That's true but the analogy doesn't quite apply.  Monitor profiling has all those options somewhat for historical reasons (e.g. press vs web) and somewhat because people view monitors and prints in different light, and the D50 vs. D65 are meant to compensate for different viewing.  The Macbeth chart (as I understand it -- and I may not) is to actually compare a set of known color standards to the recorded (demosiac'd) result, and adjust so they match.  Light (i.e. white balance) has some effect of course, but the profile is not intended to substitute for that, since the profile is applied separately from the white balance adjustment.  In fact, I took the profile from arena arc lights and tried it against a daylight shot, and compared to a daylight profile against a daylight shot, and the differences are very tiny.

I've tried reading about this (look up "twist" in this context) and it's complicated beyond anything I really understand, but I tend to think of it in a music analogy that probably is scientifically unsound, but suites me -- white balance is like the key of a piece of music, and the color profile more like the interval between each note in how a piano is tuned.  The wrong interval between C and D will make music sound incorrect no matter what key it is in.  It will make it sound incorrect, differently, but incorrect.  Get the right intervals though, and you can shift keys for a different sound (light temperature) and the relative colors... tones .. sound more correct.

But again, I'm just trying to read and understand, someone with more science behind them may want to chime in and help. 

To push that analogy further, however, one thing this appears to do is like turning two pianos relative to each other so they can play together.  To the untrained ear, a piano tuned to 440 and tuned to 420 will both sound great if tuned with proper intervals.  But played together they sound awful.  That's something like what I was seeing when I shoot alternating cameras, and then someone looks at them in a collage.  The overall tone flips back and forth, even if I get the color temperature correct.   E.g. skin tones or whites may match between shots, but a blue in the uniform is different.  It's a subtle issue, not nearly as bad as when color temperature is wrong between shots, but this made a noticeable improvement.  Or seemed to; I'm aware any new toy gives a likelihood of bias because we want it to be better.  :nod:



bobrobert said:


> This video explains that the checker has to be placed in the scene.
> 
> http://www.xrite.com/custom_page.aspx?PageID=73
> 
> Are you placing the checker in the scene at basketball matches in mixed lighting that has changes that can causes colour casts? After looking at various web sites that feature the use of the checker then it looks obvious to me that "accurate" isn't possible but consistent is what one would try for?
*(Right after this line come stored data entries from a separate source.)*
//! Wire vocabulary shared by the request handler and its collaborators.

#[derive(Debug, Clone, Copy, PartialEq, Eq)]
pub enum Method {
    Get,
    Head,
    Put,
    Delete,
}

impl Method {
    /// Recognize a method token. Write methods exist only when uploads are enabled.
    pub fn parse(token: &[u8], writes_enabled: bool) -> Option<Self> {
        match token {
            b"GET" => Some(Self::Get),
            b"HEAD" => Some(Self::Head),
            b"PUT" if writes_enabled => Some(Self::Put),
            b"DELETE" if writes_enabled => Some(Self::Delete),
            _ => None,
        }
    }

    pub fn as_str(self) -> &'static str {
        match self {
            Self::Get => "GET",
            Self::Head => "HEAD",
            Self::Put => "PUT",
            Self::Delete => "DELETE",
        }
    }

    pub fn is_write(self) -> bool {
        matches!(self, Self::Put | Self::Delete)
    }
}

impl std::fmt::Display for Method {
    fn fmt(&self, f: &mut std::fmt::Formatter<'_>) -> std::fmt::Result {
        f.write_str(self.as_str())
    }
}

#[derive(Debug, Clone, Copy, PartialEq, Eq)]
pub enum Protocol {
    Http10,
    Http11,
}

impl Protocol {
    pub fn parse(token: &[u8]) -> Option<Self> {
        match token {
            b"HTTP/1.0" => Some(Self::Http10),
            b"HTTP/1.1" => Some(Self::Http11),
            _ => None,
        }
    }

    pub fn as_str(self) -> &'static str {
        match self {
            Self::Http10 => "HTTP/1.0",
            Self::Http11 => "HTTP/1.1",
        }
    }
}

/// Response status codes the server emits.
#[derive(Debug, Clone, Copy, PartialEq, Eq)]
pub enum Status {
    Ok,
    BadRequest,
    Unauthorized,
    Forbidden,
    NotFound,
    InternalServerError,
    NotImplemented,
    ServiceUnavailable,
}

impl Status {
    pub fn code(self) -> u16 {
        match self {
            Self::Ok => 200,
            Self::BadRequest => 400,
            Self::Unauthorized => 401,
            Self::Forbidden => 403,
            Self::NotFound => 404,
            Self::InternalServerError => 500,
            Self::NotImplemented => 501,
            Self::ServiceUnavailable => 503,
        }
    }

    pub fn reason(self) -> &'static str {
        match self {
            Self::Ok => "OK",
            Self::BadRequest => "Bad Request",
            Self::Unauthorized => "Unauthorized",
            Self::Forbidden => "Forbidden",
            Self::NotFound => "Not Found",
            Self::InternalServerError => "Internal Server Error",
            Self::NotImplemented => "Not Implemented",
            Self::ServiceUnavailable => "Service Unavailable",
        }
    }
}

impl std::fmt::Display for Status {
    fn fmt(&self, f: &mut std::fmt::Formatter<'_>) -> std::fmt::Result {
        write!(f, "{} {}", self.code(), self.reason())
    }
}

#[derive(Debug, Clone, Copy, PartialEq, Eq)]
pub enum ConnectionState {
    KeepAlive,
    Close,
}

impl ConnectionState {
    /// Default for the protocol, overridden by an explicit `Connection` header.
    pub fn negotiate(protocol: Protocol, connection: Option<&[u8]>) -> Self {
        let token = |name: &[u8]| connection.map_or(false, |value| value.eq_ignore_ascii_case(name));
        match protocol {
            Protocol::Http11 if token(b"close") => Self::Close,
            Protocol::Http11 => Self::KeepAlive,
            Protocol::Http10 if token(b"keep-alive") => Self::KeepAlive,
            Protocol::Http10 => Self::Close,
        }
    }

    pub fn header(self) -> &'static [u8] {
        match self {
            Self::KeepAlive => b"Connection: keep-alive\r",
            Self::Close => b"Connection: close\r",
        }
    }
}

#[cfg(test)]
mod test {
    use super::*;

    use test_case::test_case;

    #[test_case(b"GET", false, Some(Method::Get) ; "get")]
    #[test_case(b"HEAD", false, Some(Method::Head) ; "head")]
    #[test_case(b"PUT", false, None ; "put without uploads")]
    #[test_case(b"PUT", true, Some(Method::Put) ; "put with uploads")]
    #[test_case(b"DELETE", true, Some(Method::Delete) ; "delete")]
    #[test_case(b"get", true, None ; "lower case")]
    #[test_case(b"POST", true, None ; "post")]
    fn method_parse_works(token: &[u8], writes_enabled: bool, expected: Option<Method>) {
        assert_eq!(Method::parse(token, writes_enabled), expected);
    }

    #[test_case(Protocol::Http11, None, ConnectionState::KeepAlive ; "1.1 default")]
    #[test_case(Protocol::Http11, Some("close"), ConnectionState::Close ; "1.1 close")]
    #[test_case(Protocol::Http11, Some("Keep-Alive"), ConnectionState::KeepAlive ; "1.1 keep")]
    #[test_case(Protocol::Http10, None, ConnectionState::Close ; "1.0 default")]
    #[test_case(Protocol::Http10, Some("keep-alive"), ConnectionState::KeepAlive ; "1.0 keep")]
    #[test_case(Protocol::Http10, Some("Close"), ConnectionState::Close ; "1.0 close")]
    fn negotiate_works(protocol: Protocol, header: Option<&str>, expected: ConnectionState) {
        assert_eq!(
            ConnectionState::negotiate(protocol, header.map(str::as_bytes)),
            expected
        );
    }

    #[test]
    fn status_line_text() {
        assert_eq!(Status::Ok.to_string(), "200 OK");
        assert_eq!(Status::NotImplemented.to_string(), "501 Not Implemented");
        assert_eq!(Status::ServiceUnavailable.code(), 503);
    }
}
The referenced video is about white balance, not camera profile.  White balance has to be sampled each time the lighting changes.  The camera profile is a bit different, and is not intended to be as strongly influenced by light temperature, because that correction is made separately in the raw processing.  I don't mean to say it is irrelevant, just different.   The profile specification, for example, is designed to contain two sets of reference data, normally (or perhaps historically) one tungsten and one daylight.  The guidance I've read says made that, and use that as "normal", then if you have unusual lighting, you can make a special one for that unusual lighting.  I did so for arena lighting by making one shot, and was pleased to see it was not all that different from the impact of the daylight and tungsten profile; pleased because arena lights tend to cycle color many times a second, and it's impossible to pick a correct, single white balance, and all requests to strap a color checker around each players neck would not be well received.

So what I do for arena shots is very imprecise -- I use a develop preset with a guestimate of the right white balance, then I hand-adjust the tone of each shot by eye.  Not the color slides, just the temperature and tone under white balance.  Sometimes I can get a good neutral tone sample, more often I guess at good skin tones.  These lights are just terrible, as one part of the arena can simultaneously be pink while another is green in a shot, based on power phase.  

Now if I were shooting portraits, I could put it right beside each subject's face for an initial test shot, and use it for both a custom profile for that light (which I suspect makes little difference from a "standard" one for that camera), as well as to pull a white balance from the neutral colors right off the color checker with the eye dropper in either lightroom or photo shop.  But those are two different usages, just happen to have squares on the chart for both.  In fact in the Passport version there's a separate, larger page with just a white balance sheet, so you don't have to hit the tiny square, and then yet another sheet with separate not-really-neutral squares that they suggest for creative color balancing to produce warmer and cooler tunes, like old style filters.  but these are NOT used to produce the profile.


----------



## sizzlingbadger (Nov 23, 2013)

Ferguson said:


> Can someone confirm if I am on the right track?
> 
> So what I THINK I want to do is the following.  What I could use is some validation or correction:
> 
> ...



Yes this sounds fine.

One thing to note is that the included Adobe Presets are quite intelligent and contain a lot of lookup information that help them maintain consistency under many different lighting conditions. If you compare the size of the xrite profiles to the Adobe profiles you will see the xrite profiles are much smaller.

I found the xrite profiles are very good when shot for a specific lighting situation but don't work so well if used again under a different lighting situation. Even the dual illuminant profiles didn't react well to lighting changes. This is my experience with the D300, D700 & D800.

The xrite plugin only creates profiles with the Adobe Standard tone curve. If you use the Adobe DNG editor you can create profiles with tone curves based on other profiles like Camera Standard or Camera Portrait etc. You can also create your own custom curves too.

If you select your new profile and then set the defaults (Develop/Default Settings...) for that camera your profile will be used every time you import your images.


----------



## Linwood Ferguson (Nov 23, 2013)

Thank you.

I found a profile decompiler, so I'll take a more careful look at the standard ones (assuming it can decompile those).  I also tried the DNG editor, but didn't adjust the tone curve while doing so (and got the same result as xrite, at least to the eye).  I'll play a bit with starting with a different profile's curve also.

Sometimes I think we have too many options.


----------



## bobrobert (Nov 24, 2013)

Linwood, thanks for your reply. Much to digest.


----------